Try this for some ideas:

ATV RECCE TRIALS


----------



## Thompson_JM

Why do I get the feeling that we are going to loose the LSVW and G-Wagon, and if we're lucky we'll get a new vehicle a few YEARS after that all happens....  :crybaby:

Personally if the Reg Force wants our Milverados, they can have em... The G-Wagon is so much more capable then they ever could be.....  Its a half decent Dom-Ops vehicle on hardpack, but nowhere near as rugged or versatile as the LUVW


----------



## Sig_Des

Tommy said:
			
		

> Why do I get the feeling that we are going to loose the LSVW and G-Wagon, and if we're lucky we'll get a new vehicle a few YEARS after that all happens....  :crybaby:
> 
> Personally if the Reg Force wants our Milverados, they can have em... The G-Wagon is so much more capable then they ever could be.....  Its a half decent Dom-Ops vehicle on hardpack, but nowhere near as rugged or versatile as the LUVW



Wouldn't be too bad if it had a couple inches of lift, decent tires, and a good skid-plate... But yeah, I'll take a G-wagon over the milcot any day right now.


----------



## Thompson_JM

Beadwindow 7 said:
			
		

> Wouldn't be too bad if it had a couple inches of lift, decent tires, and a good skid-plate... But yeah, I'll take a G-wagon over the milcot any day right now.



Except the guys at CMTC did that out in Wainwrong and the Damned thing STILL got stuck!!!  ;D

But yes, it did work better off road... somewhat...

Still out in Sufferfield?


----------



## Sig_Des

Tommy said:
			
		

> Except the guys at CMTC did that out in Wainwrong and the Damned thing STILL got stuck!!!  ;D
> 
> But yes, it did work better off road... somewhat...
> 
> Still out in Sufferfield?



Nah, weeks reprieve, and back to the suck for more. Best part about the CMTC Milcots (from what I hear from little birds), is that once higher levels heard of the mods, from the lofty heights came word to put it back to the way it was.


----------



## dapaterson

Beadwindow 7 said:
			
		

> Nah, weeks reprieve, and back to the suck for more. Best part about the CMTC Milcots (from what I hear from little birds), is that once higher levels heard of the mods, from the lofty heights came word to put it back to the way it was.

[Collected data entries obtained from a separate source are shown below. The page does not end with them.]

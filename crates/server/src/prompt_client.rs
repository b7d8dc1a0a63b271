//! HTTP text-generation client for the daily prompt (Gemini REST API).

use std::time::Duration;

use serde::{Deserialize, Serialize};
use tethered_core::PromptGenerator;
use tethered_core::prompt::PromptError;

use crate::config::PromptConfig;

const INSTRUCTION: &str = "Write one short daily prompt for a family check-in app that connects \
college students with their parents. It should invite a photo, a short note, or both, be open-ended \
without being vague, suit both generations, and be at most two sentences. Reply with the prompt only.";

#[derive(Serialize)]
struct GenerateRequest<'a> {
    contents: [Content<'a>; 1],
    #[serde(rename = "generationConfig")]
    generation_config: GenerationConfig,
}

#[derive(Serialize)]
struct Content<'a> {
    parts: [Part<'a>; 1],
}

#[derive(Serialize)]
struct Part<'a> {
    text: &'a str,
}

#[derive(Serialize)]
struct GenerationConfig {
    temperature: f32,
    #[serde(rename = "maxOutputTokens")]
    max_output_tokens: u32,
}

#[derive(Deserialize)]
struct GenerateResponse {
    #[serde(default)]
    candidates: Vec<Candidate>,
}

#[derive(Deserialize)]
struct Candidate {
    content: Option<CandidateContent>,
}

#[derive(Deserialize)]
struct CandidateContent {
    #[serde(default)]
    parts: Vec<CandidatePart>,
}

#[derive(Deserialize)]
struct CandidatePart {
    text: Option<String>,
}

impl GenerateResponse {
    fn first_text(self) -> Option<String> {
        self.candidates
            .into_iter()
            .next()?
            .content?
            .parts
            .into_iter()
            .find_map(|p| p.text)
    }
}

pub struct GeminiGenerator {
    client: reqwest::Client,
    config: PromptConfig,
}

impl GeminiGenerator {
    pub fn new(config: PromptConfig) -> Self {
        let client = reqwest::Client::builder()
            .timeout(Duration::from_secs(10))
            .build()
            .unwrap_or_default();
        Self { client, config }
    }

    fn endpoint(&self) -> String {
        format!(
            "{}/models/{}:generateContent",
            self.config.api_url.trim_end_matches('/'),
            self.config.model
        )
    }
}

impl PromptGenerator for GeminiGenerator {
    fn name(&self) -> &str {
        &self.config.model
    }

    async fn generate(&self) -> Result<String, PromptError> {
        if self.config.api_key.is_empty() {
            return Err(PromptError::NotConfigured);
        }
        let body = GenerateRequest {
            contents: [Content {
                parts: [Part { text: INSTRUCTION }],
            }],
            generation_config: GenerationConfig {
                temperature: 0.9,
                max_output_tokens: 100,
            },
        };
        let resp = self
            .client
            .post(self.endpoint())
            .query(&[("key", self.config.api_key.as_str())])
            .json(&body)
            .send()
            .await
            .map_err(|e| PromptError::Request(e.without_url().to_string()))?;
        let status = resp.status();
        if !status.is_success() {
            return Err(PromptError::Request(format!("status {status}")));
        }
        let parsed: GenerateResponse = resp
            .json()
            .await
            .map_err(|e| PromptError::Request(e.without_url().to_string()))?;
        parsed.first_text().ok_or(PromptError::Empty)
    }
}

Oddly enough, when local modifications are made, that's what happens.  You have no authority to modify your issued equipment.


----------



## Thompson_JM

dapaterson said:
			
		

> Oddly enough, when local modifications are made, that's what happens.  You have no authority to modify your issued equipment.



This may be true, but that truck is a serious PoS........ We lost a lot of capability when we gave up the Iltis for that thing.... If its useless off road what happens when we have to do a Dom Op and there are no roads due to a disaster... etc... it could happen... and if we toss the G-Wagon before a replacement is put into service, then where do we end up?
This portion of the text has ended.